_Records to use_
◇ ◇ ◇ ◇

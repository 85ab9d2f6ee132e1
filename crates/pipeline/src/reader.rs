use crate::error::{ErrorKind, Result};
use crate::io::{csv_reader, open_input};
use crate::record::EnrichedRecord;
use crate::schema::Generation;
use exn::ResultExt;
use std::io::Read;
use std::path::{Path, PathBuf};

/// Streaming reader over an enriched log.
///
/// Yields one [`EnrichedRecord`] per line. Compression is detected from the
/// content, and a log made of many appended batches reads as one stream.
pub struct EnrichedRecords {
    path: PathBuf,
    generation: Generation,
    records: csv::StringRecordsIntoIter<Box<dyn Read>>,
}

/// Open an enriched log written under `generation`.
///
/// # Example
///
/// ```no_run
/// use ecs_pipeline::{Generation, read_enriched};
///
/// for record in read_enriched("enriched.csv.gz".as_ref(), Generation::V2)? {
///     let record = record?;
///     println!("{} {:?}", record.domain, record.average_distance_km);
/// }
/// # Ok::<(), ecs_pipeline::error::Error>(())
/// ```
pub fn read_enriched(path: &Path, generation: Generation) -> Result<EnrichedRecords> {
    let (_, reader) = open_input(path)?;
    Ok(EnrichedRecords {
        path: path.to_path_buf(),
        generation,
        records: csv_reader(reader).into_records(),
    })
}

impl Iterator for EnrichedRecords {
    type Item = Result<EnrichedRecord>;

    fn next(&mut self) -> Option<Self::Item> {
        let record = match self.records.next()? {
            Ok(record) => record,
            Err(err) => return Some(Err(err).or_raise(|| ErrorKind::Input(self.path.clone()))),
        };
        Some(EnrichedRecord::from_record(&record, self.generation))
    }
}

◇ ◇ ◇ ◇

_What to work on_
Write out each entry once more, exactly as it was given.

_Result_
repository 85ab9d2f6ee132e1
filename crates/pipeline/src/reader.rs
use crate::error::{ErrorKind, Result};
use crate::io::{csv_reader, open_input};
use crate::record::EnrichedRecord;
use crate::schema::Generation;
use exn::ResultExt;
use std::io::Read;
use std::path::{Path, PathBuf};

/// Streaming reader over an enriched log.
///
/// Yields one [`EnrichedRecord`] per line. Compression is detected from the
/// content, and a log made of many appended batches reads as one stream.
pub struct EnrichedRecords {
    path: PathBuf,
    generation: Generation,
    records: csv::StringRecordsIntoIter<Box<dyn Read>>,
}

/// Open an enriched log written under `generation`.
///
/// # Example
///
/// ```no_run
/// use ecs_pipeline::{Generation, read_enriched};
///
/// for record in read_enriched("enriched.csv.gz".as_ref(), Generation::V2)? {
///     let record = record?;
///     println!("{} {:?}", record.domain, record.average_distance_km);
/// }
/// # Ok::<(), ecs_pipeline::error::Error>(())
/// ```
pub fn read_enriched(path: &Path, generation: Generation) -> Result<EnrichedRecords> {
    let (_, reader) = open_input(path)?;
    Ok(EnrichedRecords {
        path: path.to_path_buf(),
        generation,
        records: csv_reader(reader).into_records(),
    })
}

impl Iterator for EnrichedRecords {
    type Item = Result<EnrichedRecord>;

    fn next(&mut self) -> Option<Self::Item> {
        let record = match self.records.next()? {
            Ok(record) => record,
            Err(err) => return Some(Err(err).or_raise(|| ErrorKind::Input(self.path.clone()))),
        };
        Some(EnrichedRecord::from_record(&record, self.generation))
    }
}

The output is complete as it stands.